Top of Listed entries

use std::path::Path;

use anyhow::{Context, Result};

use mahir_lib::import::load_terms;

use crate::app::App;
use crate::OutputFormat;

pub fn run(app: &App, set_name: &str, file: &Path, format: &OutputFormat) -> Result<()> {
    let mut set = app.find_set(set_name)?;
    let terms = load_terms(file, app.config.delimiter)
        .with_context(|| format!("Failed to read {}", file.display()))?;

    let added = set.add_terms(terms)?;
    app.save(&set)?;

    match format {
        OutputFormat::Json => {
            let output = serde_json::json!({
                "set": set.name,
                "added": added,
            });
            println!("{}", serde_json::to_string_pretty(&output)?);
        }
        OutputFormat::Plain => {
            println!("Added {} new terms to \"{}\"", added.len(), set.name);
            if let (Some(first), Some(last)) = (added.first(), added.last()) {
                println!("  IDs: {}..{}", first, last);
            }
        }
    }

    Ok(())
}
//! Study session lifecycle
//!
//! A session works on its own copy of the set. Scores recorded during the
//! session only reach the caller through [`Session::finish`]; dropping an
//! unfinished session discards every edit, leaving the stored set as it was.

use chrono::{DateTime, Utc};
use rand::Rng;

use super::deck::{build_deck, Deck};
use super::errors::{Result, UnconfiguredScore};
use super::models::{Score, SessionRecord, Term, TermId};
use super::recalibrate::recalibrate;
use super::set::StudySet;

pub struct Session {
    set: StudySet,
    deck: Deck,
    started_at: DateTime<Utc>,
}

/// A finished session: the updated set, ready to be persisted as a whole
#[derive(Debug)]
pub struct SessionOutcome {
    pub set: StudySet,
    pub record: SessionRecord,
    pub warnings: Vec<UnconfiguredScore>,
}

impl Session {
    /// Build the next deck on a copy of `set`.
    ///
    /// Fails with `IncompleteCycle` while the set's cycle awaits a reset.
    pub fn begin<R: Rng + ?Sized>(set: &StudySet, started_at: DateTime<Utc>, rng: &mut R) -> Result<Self> {
        let mut set = set.clone();
        let deck = build_deck(&mut set.queues, &set.config, &set.cycle, rng)?;

        log::info!(
            "Session {} of cycle {} for '{}': {} terms",
            set.cycle.sessions + 1,
            set.cycle.cycle,
            set.name,
            deck.len()
        );
        Ok(Self { set, deck, started_at })
    }

    pub fn deck(&self) -> &Deck {
        &self.deck
    }

    /// 1-based number of this session within its cycle
    pub fn number(&self) -> u32 {
        self.set.cycle.sessions + 1
    }

    pub fn set_name(&self) -> &str {
        &self.set.name
    }

    pub fn term(&self, id: TermId) -> Result<&Term> {
        self.set.terms.get(id)
    }

    /// Record a new score for any term of the set, returning the previous one
    pub fn record_score(&mut self, id: TermId, score: Score) -> Result<Score> {
        self.set.terms.set_score(id, score)
    }

    /// Complete the session: count the deck as seen, move rescored terms to
    /// their new queues and log the session in the set's history.
    pub fn finish(self, finished_at: DateTime<Utc>) -> Result<SessionOutcome> {
        let Session {
            mut set,
            deck,
            started_at,
        } = self;

        for id in &deck.terms {
            set.terms.get_mut(*id)?.stats.seen += 1;
        }

        let recalibration = recalibrate(&mut set.terms, &mut set.queues, &set.config, finished_at)?;

        let record = SessionRecord {
            id: uuid::Uuid::new_v4(),
            started_at,
            finished_at,
            cycle: set.cycle.cycle,
            session: set.cycle.sessions + 1,
            deck: deck.stats.clone(),
            changes: recalibration.change_labels(),
            score_counts: set.queues.populations(),
        };

        set.cycle.sessions += 1;
        set.history.push(record.clone());

        log::info!(
            "Finished session {} of cycle {} for '{}' ({} score changes)",
            record.session,
            record.cycle,
            set.name,
            recalibration.moved()
        );
        Ok(SessionOutcome {
            set,
            record,
            warnings: recalibration.warnings,
        })
    }
}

Bottom of Listed entries

**Task details:** Using the data above, establish how many lines include the word "queues"; the reply is that number only.

**Response area:** 4